▶ Task material
######

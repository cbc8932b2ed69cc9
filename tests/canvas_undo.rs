//! Drawing surface history and frame tests through the public API.

use image::RgbaImage;
use sketchguess::canvas::frame::decode_payload;
use sketchguess::canvas::types::BACKGROUND;
use sketchguess::canvas::{DrawingSurface, InputEvent, Point, Tool};

fn surface() -> DrawingSurface {
    DrawingSurface::new(40, 30, 4.0, 10).expect("valid surface")
}

fn stroke(surface: &mut DrawingSurface, from: (f32, f32), to: (f32, f32)) {
    surface
        .handle_input(InputEvent::PointerDown(Point::new(from.0, from.1)))
        .expect("down");
    surface
        .handle_input(InputEvent::PointerMove(Point::new(to.0, to.1)))
        .expect("move");
    surface.handle_input(InputEvent::PointerUp).expect("up");
}

#[test]
fn undo_after_n_operations_restores_each_prior_state() {
    for n in 1..=10usize {
        let mut s = surface();
        let mut before: Vec<RgbaImage> = Vec::new();
        for i in 0..n {
            before.push(s.raster().clone());
            if i % 4 == 3 {
                s.clear().expect("clear");
            } else {
                let y = (i as f32 * 3.0) % 28.0 + 1.0;
                stroke(&mut s, (1.0, y), (38.0, 29.0 - y));
            }
        }
        for expected in before.iter().rev() {
            s.undo().expect("undo").expect("history not empty");
            assert_eq!(s.raster(), expected, "n = {n}");
        }
        assert!(s.undo().expect("undo").is_none());
        assert!(!s.can_undo());
    }
}

#[test]
fn history_keeps_only_the_newest_ten() {
    let mut s = surface();
    for i in 0..12 {
        let x = i as f32 * 3.0 + 1.0;
        stroke(&mut s, (x, 1.0), (x, 28.0));
    }
    assert_eq!(s.undo_depth(), 10);
    let mut undone = 0;
    while s.undo().expect("undo").is_some() {
        undone += 1;
    }
    assert_eq!(undone, 10);
    // The first two strokes are permanent.
    assert_ne!(s.raster(), &RgbaImage::from_pixel(40, 30, BACKGROUND));
}

#[test]
fn clear_frame_is_fully_background() {
    let mut s = surface();
    stroke(&mut s, (0.0, 0.0), (39.0, 29.0));
    let frame = s.clear().expect("clear");

    let decoded = decode_payload(&frame.to_data_uri()).expect("decode");
    assert_eq!(decoded, RgbaImage::from_pixel(40, 30, BACKGROUND));
    assert_eq!((frame.width(), frame.height()), (40, 30));
}

#[test]
fn eraser_restores_background_under_its_path() {
    let mut s = surface();
    stroke(&mut s, (2.0, 15.0), (38.0, 15.0));
    s.set_tool(Tool::Eraser);
    stroke(&mut s, (2.0, 15.0), (38.0, 15.0));

    assert_eq!(s.raster().get_pixel(20, 15), &BACKGROUND);
    assert_eq!(s.undo_depth(), 2);
}

#[test]
fn stroke_without_movement_paints_nothing() {
    let mut s = surface();
    s.handle_input(InputEvent::PointerDown(Point::new(10.0, 10.0)))
        .expect("down");
    let frame = s
        .handle_input(InputEvent::PointerLeave)
        .expect("leave")
        .expect("stroke ended");

    assert_eq!(
        frame.decode().expect("decode"),
        RgbaImage::from_pixel(40, 30, BACKGROUND)
    );
    assert!(s.can_undo(), "snapshot was still taken on stroke start");
}
//! The drawing surface: raster, active stroke, tool, and undo history.
//!
//! Every operation that finishes a visible change (stroke end, clear, undo)
//! returns a freshly encoded [`Frame`] of the whole canvas for the caller to
//! forward to the analysis pipeline.

use image::RgbaImage;

use super::frame::Frame;
use super::history::SnapshotHistory;
use super::raster;
use super::types::{BACKGROUND, InputEvent, Point, Tool};
use crate::config::CanvasConfig;
use crate::error::{Result, SketchError};

/// Largest accepted canvas side, in pixels.
pub const MAX_DIMENSION: u32 = 4096;

/// A freehand drawing canvas backed by an RGBA raster.
#[derive(Debug, Clone)]
pub struct DrawingSurface {
    raster: RgbaImage,
    history: SnapshotHistory,
    tool: Tool,
    stroke_width: f32,
    /// Last point of the stroke in progress.
    cursor: Option<Point>,
}

impl DrawingSurface {
    /// Create a background-filled surface.
    ///
    /// # Errors
    ///
    /// Returns [`SketchError::Canvas`] for zero dimensions, a side above
    /// [`MAX_DIMENSION`], or a non-positive stroke width.
    pub fn new(width: u32, height: u32, stroke_width: f32, undo_capacity: usize) -> Result<Self> {
        check_dimensions(width, height)?;
        if !(stroke_width.is_finite() && stroke_width > 0.0) {
            return Err(SketchError::Canvas(format!(
                "stroke width must be positive, got {stroke_width}"
            )));
        }
        Ok(Self {
            raster: RgbaImage::from_pixel(width, height, BACKGROUND),
            history: SnapshotHistory::new(undo_capacity),
            tool: Tool::default(),
            stroke_width,
            cursor: None,
        })
    }

    /// Create a surface from the `[canvas]` config section.
    pub fn from_config(config: &CanvasConfig) -> Result<Self> {
        Self::new(
            config.width,
            config.height,
            config.stroke_width,
            config.undo_capacity,
        )
    }

    pub fn width(&self) -> u32 {
        self.raster.width()
    }

    pub fn height(&self) -> u32 {
        self.raster.height()
    }

    pub fn tool(&self) -> Tool {
        self.tool
    }

    /// Select the tool used by subsequent strokes.
    pub fn set_tool(&mut self, tool: Tool) {
        self.tool = tool;
    }

    pub fn stroke_width(&self) -> f32 {
        self.stroke_width
    }

    /// Current pixels.
    pub fn raster(&self) -> &RgbaImage {
        &self.raster
    }

    pub fn is_drawing(&self) -> bool {
        self.cursor.is_some()
    }

    pub fn can_undo(&self) -> bool {
        !self.history.is_empty()
    }

    pub fn undo_depth(&self) -> usize {
        self.history.len()
    }

    /// Dispatch a normalized input event.
    ///
    /// Returns a frame only when the event ends a stroke.
    pub fn handle_input(&mut self, event: InputEvent) -> Result<Option<Frame>> {
        match event {
            InputEvent::PointerDown(p) => {
                self.pointer_down(p);
                Ok(None)
            }
            InputEvent::PointerMove(p) => {
                self.pointer_move(p);
                Ok(None)
            }
            InputEvent::PointerUp | InputEvent::PointerLeave => self.pointer_up(),
        }
    }

    /// Start a stroke, saving the current raster for undo first.
    pub fn pointer_down(&mut self, p: Point) {
        if !is_finite(p) {
            tracing::debug!(?p, "ignoring pointer down with non-finite coordinates");
            return;
        }
        self.history.push(self.raster.clone());
        self.cursor = Some(p);
    }

    /// Extend the active stroke to `p`. Ignored when no stroke is active.
    pub fn pointer_move(&mut self, p: Point) {
        let Some(last) = self.cursor else {
            return;
        };
        if !is_finite(p) {
            tracing::debug!(?p, "ignoring pointer move with non-finite coordinates");
            return;
        }
        raster::stroke_segment(&mut self.raster, last, p, self.stroke_width, self.tool.color());
        self.cursor = Some(p);
    }

    /// End the active stroke and emit a frame. No-op without a stroke.
    pub fn pointer_up(&mut self) -> Result<Option<Frame>> {
        if self.cursor.take().is_none() {
            return Ok(None);
        }
        self.snapshot_frame().map(Some)
    }

    /// Fill the canvas with the background color and emit a frame.
    pub fn clear(&mut self) -> Result<Frame> {
        self.cursor = None;
        self.history.push(self.raster.clone());
        raster::fill(&mut self.raster, BACKGROUND);
        self.snapshot_frame()
    }

    /// Restore the most recent snapshot and emit a frame.
    ///
    /// Returns `Ok(None)` when there is nothing to undo.
    pub fn undo(&mut self) -> Result<Option<Frame>> {
        let Some(previous) = self.history.pop() else {
            return Ok(None);
        };
        self.cursor = None;
        self.raster = previous;
        self.snapshot_frame().map(Some)
    }

    /// Reinitialize to new dimensions, wiping content to background.
    ///
    /// Snapshots of the old size cannot be restored onto the new raster, so
    /// the undo history is dropped as well.
    pub fn resize(&mut self, width: u32, height: u32) -> Result<()> {
        check_dimensions(width, height)?;
        self.raster = RgbaImage::from_pixel(width, height, BACKGROUND);
        self.history.clear();
        self.cursor = None;
        tracing::debug!(width, height, "canvas resized");
        Ok(())
    }

    /// Encode the current raster.
    pub fn snapshot_frame(&self) -> Result<Frame> {
        Frame::encode(&self.raster)
    }
}

fn check_dimensions(width: u32, height: u32) -> Result<()> {
    if width == 0 || height == 0 {
        return Err(SketchError::Canvas(format!(
            "canvas dimensions must be non-zero, got {width}x{height}"
        )));
    }
    if width > MAX_DIMENSION || height > MAX_DIMENSION {
        return Err(SketchError::Canvas(format!(
            "canvas dimensions must not exceed {MAX_DIMENSION}x{MAX_DIMENSION}, got {width}x{height}"
        )));
    }
    Ok(())
}

fn is_finite(p: Point) -> bool {
    p.x.is_finite() && p.y.is_finite()
}
//! Remote sketch classification.
//!
//! The [`Classifier`] trait is the seam to the hosted model;
//! [`InferenceClient`] wraps any classifier with the policy that analysis
//! never fails from the caller's point of view.

pub mod classifier;
pub mod client;
pub mod error;
pub mod gemini;
pub mod prompt;
pub mod types;

pub use classifier::Classifier;
pub use client::InferenceClient;
pub use error::InferenceError;
pub use gemini::{GeminiClassifier, GeminiConfig};
pub use types::Prediction;
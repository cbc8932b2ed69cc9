//! Sketch session: wires the drawing surface, the debounce gate, and the
//! inference client together.
//!
//! ```text
//! input ──► DrawingSurface ──frame──► DebounceController ──frame──► worker
//!                                                                   │
//!                                     watch<AnalysisState> ◄────────┘
//! ```
//!
//! The worker task is the only writer of [`AnalysisState`]. Each debounced
//! frame starts a new analysis cycle; cycles are not serialized, so when two
//! overlap the one that completes last decides the published prediction.

use std::sync::Arc;

use serde::{Deserialize, Serialize};
use tokio::sync::{mpsc, watch};
use tokio::task::{JoinHandle, JoinSet};
use tokio_util::sync::CancellationToken;

use super::debounce::DebounceController;
use crate::canvas::{DrawingSurface, Frame, InputEvent, Tool};
use crate::config::SketchConfig;
use crate::error::Result;
use crate::inference::{Classifier, InferenceClient, Prediction};
use crate::locale::Language;

/// UI-facing analysis state.
#[derive(Debug, Clone, PartialEq, Default, Serialize, Deserialize)]
#[serde(tag = "status", content = "prediction", rename_all = "snake_case")]
pub enum AnalysisState {
    /// No analysis has run yet.
    #[default]
    Idle,
    /// A debounced frame has been dispatched and no completion has arrived since.
    Analyzing,
    /// The most recent completion.
    Done(Prediction),
}

impl AnalysisState {
    pub fn is_analyzing(&self) -> bool {
        matches!(self, Self::Analyzing)
    }

    /// The last completed prediction, if any.
    pub fn prediction(&self) -> Option<&Prediction> {
        match self {
            Self::Done(p) => Some(p),
            Self::Idle | Self::Analyzing => None,
        }
    }
}

/// One interactive drawing session with background analysis.
///
/// Must be created inside a tokio runtime. Dropping the session tears down
/// the debounce gate so a pending frame is never analyzed.
#[derive(Debug)]
pub struct SketchSession {
    surface: DrawingSurface,
    debounce: DebounceController<Frame>,
    state_rx: watch::Receiver<AnalysisState>,
    cancel: CancellationToken,
    worker: Option<JoinHandle<()>>,
    language: Language,
}

impl SketchSession {
    /// Build the surface from `config` and spawn the debounce and analysis tasks.
    ///
    /// # Errors
    ///
    /// Returns [`SketchError::Canvas`](crate::error::SketchError::Canvas) if
    /// the canvas section describes an unusable surface.
    pub fn start<C: Classifier + 'static>(
        config: &SketchConfig,
        client: Arc<InferenceClient<C>>,
        language: Language,
    ) -> Result<Self> {
        let surface = DrawingSurface::from_config(&config.canvas)?;
        let cancel = CancellationToken::new();
        let (debounce, frames) =
            DebounceController::spawn(config.debounce.quiet_period(), cancel.child_token());
        let (state_tx, state_rx) = watch::channel(AnalysisState::Idle);

        let worker = tokio::spawn(run_analysis_worker(
            client,
            language,
            frames,
            state_tx,
            cancel.clone(),
        ));

        tracing::info!(
            width = surface.width(),
            height = surface.height(),
            quiet_ms = config.debounce.quiet_ms,
            %language,
            "sketch session started"
        );

        Ok(Self {
            surface,
            debounce,
            state_rx,
            cancel,
            worker: Some(worker),
            language,
        })
    }

    pub fn surface(&self) -> &DrawingSurface {
        &self.surface
    }

    pub fn language(&self) -> Language {
        self.language
    }

    /// Snapshot of the current analysis state.
    pub fn state(&self) -> AnalysisState {
        self.state_rx.borrow().clone()
    }

    /// Watch receiver that yields every state change.
    pub fn subscribe(&self) -> watch::Receiver<AnalysisState> {
        self.state_rx.clone()
    }

    /// Feed one pointer event. A finished stroke schedules analysis.
    pub fn handle_input(&mut self, event: InputEvent) -> Result<()> {
        if let Some(frame) = self.surface.handle_input(event)? {
            self.schedule(frame);
        }
        Ok(())
    }

    pub fn set_tool(&mut self, tool: Tool) {
        self.surface.set_tool(tool);
    }

    /// Undo the last destructive operation. Returns `false` when the history
    /// was empty, in which case nothing is scheduled.
    pub fn undo(&mut self) -> Result<bool> {
        match self.surface.undo()? {
            Some(frame) => {
                self.schedule(frame);
                Ok(true)
            }
            None => Ok(false),
        }
    }

    /// Wipe the canvas and schedule analysis of the blank frame.
    pub fn clear(&mut self) -> Result<()> {
        let frame = self.surface.clear()?;
        self.schedule(frame);
        Ok(())
    }

    /// Reinitialize the surface to new dimensions. Does not schedule analysis.
    pub fn resize(&mut self, width: u32, height: u32) -> Result<()> {
        self.surface.resize(width, height)
    }

    /// Cancel any pending debounce and stop the worker.
    ///
    /// Calls already dispatched run to completion but their results are
    /// discarded.
    pub fn shutdown(&mut self) {
        if !self.cancel.is_cancelled() {
            tracing::info!("sketch session shutting down");
        }
        self.debounce.shutdown();
        self.cancel.cancel();
    }

    /// Shut down and wait for the worker task to exit.
    pub async fn join(mut self) {
        self.shutdown();
        if let Some(worker) = self.worker.take()
            && let Err(e) = worker.await
        {
            tracing::warn!(error = %e, "analysis worker ended abnormally");
        }
    }

    fn schedule(&self, frame: Frame) {
        let (width, height, bytes) = (frame.width(), frame.height(), frame.png_bytes().len());
        if self.debounce.submit(frame) {
            tracing::debug!(width, height, bytes, "frame scheduled for analysis");
        } else {
            tracing::debug!("session shut down; frame not scheduled");
        }
    }
}

impl Drop for SketchSession {
    fn drop(&mut self) {
        self.shutdown();
    }
}

async fn run_analysis_worker<C: Classifier + 'static>(
    client: Arc<InferenceClient<C>>,
    language: Language,
    mut frames: mpsc::UnboundedReceiver<Frame>,
    state_tx: watch::Sender<AnalysisState>,
    cancel: CancellationToken,
) {
    let mut in_flight: JoinSet<(u64, Prediction)> = JoinSet::new();
    let mut cycle: u64 = 0;

    loop {
        tokio::select! {
            biased;
            () = cancel.cancelled() => break,
            frame = frames.recv() => {
                let Some(frame) = frame else {
                    break;
                };
                cycle += 1;
                let id = cycle;
                tracing::debug!(cycle = id, "analysis cycle started");
                state_tx.send_replace(AnalysisState::Analyzing);

                let client = Arc::clone(&client);
                in_flight.spawn(async move {
                    let prediction = client.analyze_frame(&frame, language).await;
                    (id, prediction)
                });
            }
            Some(joined) = in_flight.join_next(), if !in_flight.is_empty() => {
                let prediction = match joined {
                    Ok((id, prediction)) => {
                        if id != cycle {
                            tracing::debug!(cycle = id, latest = cycle, "stale cycle completed");
                        }
                        prediction
                    }
                    Err(e) => {
                        tracing::error!(error = %e, "analysis task failed");
                        Prediction::fallback()
                    }
                };
                state_tx.send_replace(AnalysisState::Done(prediction));
            }
        }
    }

    if !in_flight.is_empty() {
        tracing::debug!(
            pending = in_flight.len(),
            "detaching in-flight analysis calls"
        );
        in_flight.detach_all();
    }
    tracing::debug!(cycles = cycle, "analysis worker stopped");
}

#[cfg(test)]
mod tests {
    #![allow(clippy::unwrap_used, clippy::expect_used)]

    use super::*;
    use crate::canvas::Point;
    use crate::inference::InferenceError;
    use async_trait::async_trait;
    use std::sync::Mutex;
    use std::time::Duration;

    #[derive(Default)]
    struct Recording {
        calls: Mutex<Vec<String>>,
    }

    #[async_trait]
    impl Classifier for Recording {
        fn name(&self) -> &str {
            "recording"
        }

        async fn classify(
            &self,
            image_base64: &str,
            _language: Language,
        ) -> std::result::Result<Prediction, InferenceError> {
            self.calls.lock().unwrap().push(image_base64.to_owned());
            Ok(Prediction::new("Circle", "Round", 64.0))
        }
    }

    fn small_config() -> SketchConfig {
        let mut config = SketchConfig::default();
        config.canvas.width = 32;
        config.canvas.height = 32;
        config
    }

    fn stroke(session: &mut SketchSession, from: (f32, f32), to: (f32, f32)) {
        session
            .handle_input(InputEvent::PointerDown(Point::new(from.0, from.1)))
            .unwrap();
        session
            .handle_input(InputEvent::PointerMove(Point::new(to.0, to.1)))
            .unwrap();
        session.handle_input(InputEvent::PointerUp).unwrap();
    }

    #[test]
    fn state_accessors() {
        assert!(!AnalysisState::Idle.is_analyzing());
        assert!(AnalysisState::Analyzing.is_analyzing());
        let done = AnalysisState::Done(Prediction::new("Cat", "Ears", 50.0));
        assert_eq!(done.prediction().map(|p| p.guess.as_str()), Some("Cat"));
        assert!(AnalysisState::Idle.prediction().is_none());
    }

    #[test]
    fn state_serializes_tagged() {
        let json = serde_json::to_value(AnalysisState::Analyzing).unwrap();
        assert_eq!(json, serde_json::json!({"status": "analyzing"}));
        let json =
            serde_json::to_value(AnalysisState::Done(Prediction::new("Cat", "Ears", 50.0)))
                .unwrap();
        assert_eq!(json["status"], "done");
        assert_eq!(json["prediction"]["guess"], "Cat");
    }

    #[tokio::test(start_paused = true)]
    async fn burst_of_strokes_analyzes_last_frame_once() {
        let classifier = Arc::new(InferenceClient::new(Recording::default()));
        let mut session =
            SketchSession::start(&small_config(), Arc::clone(&classifier), Language::En).unwrap();
        let mut rx = session.subscribe();

        stroke(&mut session, (2.0, 2.0), (10.0, 2.0));
        tokio::time::sleep(Duration::from_millis(200)).await;
        stroke(&mut session, (2.0, 20.0), (20.0, 20.0));
        let last = session.surface().snapshot_frame().unwrap();

        tokio::time::sleep(Duration::from_millis(799)).await;
        assert!(classifier.classifier().calls.lock().unwrap().is_empty());
        assert_eq!(session.state(), AnalysisState::Idle);

        rx.wait_for(|s| s.prediction().is_some()).await.unwrap();
        let calls = classifier.classifier().calls.lock().unwrap().clone();
        assert_eq!(calls, vec![last.to_base64()]);
        assert_eq!(
            session.state().prediction().map(|p| p.guess.clone()),
            Some("Circle".to_owned())
        );
    }

    #[tokio::test(start_paused = true)]
    async fn shutdown_before_quiet_period_skips_analysis() {
        let classifier = Arc::new(InferenceClient::new(Recording::default()));
        let mut session =
            SketchSession::start(&small_config(), Arc::clone(&classifier), Language::En).unwrap();

        stroke(&mut session, (1.0, 1.0), (8.0, 8.0));
        tokio::time::sleep(Duration::from_millis(300)).await;
        session.join().await;
        tokio::time::sleep(Duration::from_secs(5)).await;

        assert!(classifier.classifier().calls.lock().unwrap().is_empty());
    }

    #[tokio::test(start_paused = true)]
    async fn empty_undo_schedules_nothing() {
        let classifier = Arc::new(InferenceClient::new(Recording::default()));
        let mut session =
            SketchSession::start(&small_config(), Arc::clone(&classifier), Language::Fr).unwrap();

        assert!(!session.undo().unwrap());
        tokio::time::sleep(Duration::from_secs(2)).await;
        assert!(classifier.classifier().calls.lock().unwrap().is_empty());
        assert_eq!(session.language(), Language::Fr);
    }

    #[tokio::test(start_paused = true)]
    async fn clear_schedules_blank_frame() {
        let classifier = Arc::new(InferenceClient::new(Recording::default()));
        let mut session =
            SketchSession::start(&small_config(), Arc::clone(&classifier), Language::En).unwrap();
        let mut rx = session.subscribe();

        session.clear().unwrap();
        let blank = session.surface().snapshot_frame().unwrap();
        rx.wait_for(|s| s.prediction().is_some()).await.unwrap();

        let calls = classifier.classifier().calls.lock().unwrap().clone();
        assert_eq!(calls, vec![blank.to_base64()]);
        assert!(session.surface().can_undo());
    }

    #[tokio::test(start_paused = true)]
    async fn resize_and_tool_changes_do_not_schedule() {
        let classifier = Arc::new(InferenceClient::new(Recording::default()));
        let mut session =
            SketchSession::start(&small_config(), Arc::clone(&classifier), Language::En).unwrap();

        session.set_tool(Tool::Eraser);
        session.resize(16, 8).unwrap();
        tokio::time::sleep(Duration::from_secs(2)).await;

        assert_eq!(session.surface().tool(), Tool::Eraser);
        assert_eq!(session.surface().width(), 16);
        assert!(classifier.classifier().calls.lock().unwrap().is_empty());
    }
}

######

▶ Work request
Show every line of the records above that contains the word "JoinHandle".

▶ Reply to the exercise
use tokio::task::{JoinHandle, JoinSet};
    worker: Option<JoinHandle<()>>,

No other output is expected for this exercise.